Stored data
_____
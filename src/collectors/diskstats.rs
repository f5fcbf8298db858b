use crate::collectors::attr::read_attr;
use crate::config::StorageConfig;
use crate::models::disk::{DiskReport, DiskStats};
use crate::models::storage::StorageAttribute;
use std::fs;
use std::path::{Path, PathBuf};
use tracing::debug;

/// Number of counters in a `/sys/block/<dev>/stat` line that we consume.
const STAT_FIELDS: usize = 11;

/// Reads block-layer I/O counters for disks under `/sys/block`.
#[derive(Debug, Clone)]
pub struct DiskStatsCollector {
    block_root: PathBuf,
    prefix:     String,
}

impl DiskStatsCollector {
    pub fn new(block_root: impl Into<PathBuf>, prefix: impl Into<String>) -> Self {
        Self { block_root: block_root.into(), prefix: prefix.into() }
    }

    pub fn from_config(cfg: &StorageConfig) -> Self {
        Self::new(&cfg.block_root, &cfg.disk_prefix)
    }

    /// Never fails; disks whose `stat` file is missing or short are skipped.
    pub fn collect(&self) -> DiskReport {
        let rd = match fs::read_dir(&self.block_root) {
            Ok(rd) => rd,
            Err(e) => {
                debug!(dir = %self.block_root.display(), error = %e, "cannot scan block devices");
                return DiskReport::default();
            }
        };

        let mut names: Vec<String> = rd
            .filter_map(|e| e.ok())
            .map(|e| e.file_name().to_string_lossy().into_owned())
            .filter(|n| n.starts_with(&self.prefix) && !is_hw_partition(n))
            .collect();
        names.sort();

        let disks: Vec<DiskStats> = names.iter()
            .filter_map(|name| read_disk(&self.block_root.join(name), name))
            .collect();
        DiskReport::new(disks)
    }
}

fn read_disk(dir: &Path, name: &str) -> Option<DiskStats> {
    let line = read_attr(&dir.join("stat"))?;
    let mut stats = match parse_stat(&line) {
        Some(s) => s,
        None    => {
            debug!(disk = name, "short stat line, skipping");
            return None;
        }
    };
    let internal = read_attr(&dir.join("removable")).as_deref() == Some("0");
    stats.attr = StorageAttribute {
        name:           name.to_string(),
        is_internal:    internal,
        is_boot_device: false,
    };
    Some(stats)
}

/// Parse the counters of one `stat` line. Malformed counters read as 0;
/// a line with fewer than eleven fields is rejected.
pub fn parse_stat(line: &str) -> Option<DiskStats> {
    let fields: Vec<&str> = line.split_whitespace().collect();
    if fields.len() < STAT_FIELDS { return None; }

    Some(DiskStats {
        attr:          StorageAttribute::default(),
        reads:         parse(fields[0]),
        read_merges:   parse(fields[1]),
        read_sectors:  parse(fields[2]),
        read_ticks:    parse(fields[3]),
        writes:        parse(fields[4]),
        write_merges:  parse(fields[5]),
        write_sectors: parse(fields[6]),
        write_ticks:   parse(fields[7]),
        io_in_flight:  parse(fields[8]),
        io_ticks:      parse(fields[9]),
        io_in_queue:   parse(fields[10]),
    })
}

fn parse(s: &str) -> u64 {
    s.parse().unwrap_or(0)
}

/// eMMC hardware partitions (`mmcblk0boot0`, `mmcblk0rpmb`) show up as
/// separate disks but share the user area's wear.
fn is_hw_partition(name: &str) -> bool {
    name.ends_with("rpmb") || name.rfind("boot").map_or(false, |i| {
        name[i + 4..].chars().all(|c| c.is_ascii_digit())
    })
}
_____
EXERCISE — Take each line above that holds the string "counters" and copy it.

EXERCISE RESULT —
/// Number of counters in a `/sys/block/<dev>/stat` line that we consume.
/// Reads block-layer I/O counters for disks under `/sys/block`.
/// Parse the counters of one `stat` line. Malformed counters read as 0;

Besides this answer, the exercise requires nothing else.